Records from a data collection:
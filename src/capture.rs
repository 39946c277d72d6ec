//! Layered-fallback capture of the live feed: video element first, nested
//! frames next, full page last.

use std::error::Error;
use std::fmt;
use std::io::Cursor;
use std::thread;
use std::time::Duration;

use image::{imageops::FilterType, ImageFormat};

/// Width every stored snapshot is normalized to.
pub const CANONICAL_WIDTH: u32 = 1920;
/// Height every stored snapshot is normalized to.
pub const CANONICAL_HEIGHT: u32 = 940;

/// Browser-session failure raised by a [`PageSession`] implementation.
#[derive(Debug)]
pub enum SessionError {
    /// The driver transport failed or the session is gone; further tiers are pointless.
    Lost(String),
    /// An element or script interaction failed inside an otherwise live session.
    Interaction(String),
}

impl SessionError {
    /// A session-ending failure.
    pub fn lost(message: impl Into<String>) -> Self {
        SessionError::Lost(message.into())
    }

    /// A recoverable interaction failure.
    pub fn interaction(message: impl Into<String>) -> Self {
        SessionError::Interaction(message.into())
    }

    /// Whether the failure ends the session (and therefore the chain).
    pub fn is_fatal(&self) -> bool {
        matches!(self, SessionError::Lost(_))
    }
}

impl fmt::Display for SessionError {
    fn fmt(&self, f: &mut fmt::Formatter<'_>) -> fmt::Result {
        match self {
            SessionError::Lost(message) => write!(f, "session lost: {message}"),
            SessionError::Interaction(message) => write!(f, "interaction failed: {message}"),
        }
    }
}

impl Error for SessionError {}

/// Failure of the capture chain as a whole.
#[derive(Debug)]
pub enum CaptureError {
    /// The underlying browser session failed hard mid-chain.
    Session(SessionError),
    /// The chain produced a zero-byte artifact.
    EmptyArtifact,
    /// The captured bytes could not be decoded or re-encoded as PNG.
    Image(String),
}

impl fmt::Display for CaptureError {
    fn fmt(&self, f: &mut fmt::Formatter<'_>) -> fmt::Result {
        match self {
            CaptureError::Session(err) => write!(f, "browser session failed: {err}"),
            CaptureError::EmptyArtifact => write!(f, "capture produced an empty image"),
            CaptureError::Image(message) => write!(f, "image normalization failed: {message}"),
        }
    }
}

impl Error for CaptureError {
    fn source(&self) -> Option<&(dyn Error + 'static)> {
        match self {
            CaptureError::Session(err) => Some(err),
            _ => None,
        }
    }
}

/// The narrow surface the capture chain needs from a browser automation driver.
///
/// Implementations map driver errors onto [`SessionError`]: transport-level
/// failures are `Lost`, element- and script-level failures are `Interaction`
/// (or a soft `Ok(None)` where the signature allows it).
pub trait PageSession {
    /// Navigates to `url` and blocks until the document reports readiness,
    /// up to `ready_timeout`.
    fn goto(&mut self, url: &str, ready_timeout: Duration) -> Result<(), SessionError>;

    /// Waits up to `wait` for a live-video element in the current browsing
    /// context and screenshots that element. `Ok(None)` means no usable
    /// element turned up.
    fn screenshot_video(&mut self, wait: Duration) -> Result<Option<Vec<u8>>, SessionError>;

    /// Number of nested browsing contexts in document order.
    fn iframe_count(&mut self) -> Result<usize, SessionError>;

    /// Switches into the nested context at `index`.
    fn enter_iframe(&mut self, index: usize) -> Result<(), SessionError>;

    /// Restores the top-level browsing context.
    fn leave_iframes(&mut self) -> Result<(), SessionError>;

    /// Full scrollable height of the page in CSS pixels.
    fn page_height(&mut self) -> Result<u32, SessionError>;

    /// Resizes the capture surface.
    fn resize_viewport(&mut self, width: u32, height: u32) -> Result<(), SessionError>;

    /// Screenshots the entire composited page.
    fn screenshot_page(&mut self) -> Result<Vec<u8>, SessionError>;
}

/// Timing and sizing knobs for the capture chain.
#[derive(Clone, Copy, Debug)]
pub struct CaptureTuning {
    /// Upper bound on waiting for document readiness.
    pub ready_timeout: Duration,
    /// Fixed pause after readiness so media players can hydrate.
    pub settle: Duration,
    /// Wait for a video element in the top-level context.
    pub video_wait: Duration,
    /// Wait for a video element inside each nested context.
    pub frame_video_wait: Duration,
    /// Minimum height enforced for the full-page fallback surface.
    pub height_floor: u32,
    /// Width of the full-page fallback surface.
    pub viewport_width: u32,
}

impl Default for CaptureTuning {
    fn default() -> Self {
        Self {
            ready_timeout: Duration::from_secs(10),
            settle: Duration::from_secs(5),
            video_wait: Duration::from_secs(10),
            frame_video_wait: Duration::from_secs(10),
            height_floor: 1080,
            viewport_width: 1920,
        }
    }
}

/// Runs the full fallback chain against an open session and returns a
/// normalized PNG.
///
/// Tier misses advance silently; only a hard session failure or a broken
/// artifact surfaces as an error. The caller owns persisting the bytes.
pub fn capture<S: PageSession>(
    session: &mut S,
    url: &str,
    tuning: &CaptureTuning,
) -> Result<Vec<u8>, CaptureError> {
    session.goto(url, tuning.ready_timeout).map_err(CaptureError::Session)?;
    thread::sleep(tuning.settle);

    if let Some(shot) = probe_tier(session.screenshot_video(tuning.video_wait))? {
        return normalize_png(shot, CANONICAL_WIDTH, CANONICAL_HEIGHT);
    }
    if let Some(shot) = framed_video_tier(session, tuning)? {
        return normalize_png(shot, CANONICAL_WIDTH, CANONICAL_HEIGHT);
    }
    let shot = full_page_tier(session, tuning)?;
    normalize_png(shot, CANONICAL_WIDTH, CANONICAL_HEIGHT)
}

/// Interprets one tier attempt: artifact, soft miss, or chain-ending failure.
fn probe_tier(
    result: Result<Option<Vec<u8>>, SessionError>,
) -> Result<Option<Vec<u8>>, CaptureError> {
    match result {
        Ok(shot) => Ok(shot),
        Err(err) if err.is_fatal() => Err(CaptureError::Session(err)),
        Err(err) => {
            crate::debug_log!("capture tier skipped: {err}");
            Ok(None)
        }
    }
}

fn framed_video_tier<S: PageSession>(
    session: &mut S,
    tuning: &CaptureTuning,
) -> Result<Option<Vec<u8>>, CaptureError> {
    let frames = match session.iframe_count() {
        Ok(count) => count,
        Err(err) if err.is_fatal() => return Err(CaptureError::Session(err)),
        Err(err) => {
            crate::debug_log!("iframe enumeration failed: {err}");
            0
        }
    };
    for index in 0..frames {
        restore_top(session)?;
        match session.enter_iframe(index) {
            Ok(()) => {}
            Err(err) if err.is_fatal() => return Err(CaptureError::Session(err)),
            Err(err) => {
                crate::debug_log!("skipping iframe {index}: {err}");
                continue;
            }
        }
        let shot = session.screenshot_video(tuning.frame_video_wait);
        // The context is restored before the probe result is even examined so
        // an early return can never leave the session inside a frame.
        restore_top(session)?;
        if let Some(png) = probe_tier(shot)? {
            return Ok(Some(png));
        }
    }
    restore_top(session)?;
    Ok(None)
}

fn full_page_tier<S: PageSession>(
    session: &mut S,
    tuning: &CaptureTuning,
) -> Result<Vec<u8>, CaptureError> {
    match session.page_height() {
        Ok(height) => {
            let target = height.max(tuning.height_floor);
            if let Err(err) = session.resize_viewport(tuning.viewport_width, target) {
                if err.is_fatal() {
                    return Err(CaptureError::Session(err));
                }
                crate::debug_log!("viewport resize skipped: {err}");
            }
        }
        Err(err) if err.is_fatal() => return Err(CaptureError::Session(err)),
        Err(err) => {
            crate::debug_log!("page height probe failed: {err}");
        }
    }
    session.screenshot_page().map_err(CaptureError::Session)
}

fn restore_top<S: PageSession>(session: &mut S) -> Result<(), CaptureError> {
    session.leave_iframes().map_err(CaptureError::Session)
}

/// Decodes `bytes` as PNG and resizes to exactly `width` x `height` unless the
/// image already matches, in which case the original bytes pass through
/// untouched.
pub fn normalize_png(bytes: Vec<u8>, width: u32, height: u32) -> Result<Vec<u8>, CaptureError> {
    if bytes.is_empty() {
        return Err(CaptureError::EmptyArtifact);
    }
    let decoded = image::load_from_memory_with_format(&bytes, ImageFormat::Png)
        .map_err(|err| CaptureError::Image(err.to_string()))?;
    if decoded.width() == width && decoded.height() == height {
        return Ok(bytes);
    }
    let resized = decoded.resize_exact(width, height, FilterType::Lanczos3);
    let mut out = Cursor::new(Vec::with_capacity(bytes.len()));
    resized
        .write_to(&mut out, ImageFormat::Png)
        .map_err(|err| CaptureError::Image(err.to_string()))?;
    Ok(out.into_inner())
}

WHAT THE TASK REQUIRES —
Which of the lines above include the word "script"? Copy each of them.

ANSWER SPACE —
    /// An element or script interaction failed inside an otherwise live session.
/// failures are `Lost`, element- and script-level failures are `Interaction`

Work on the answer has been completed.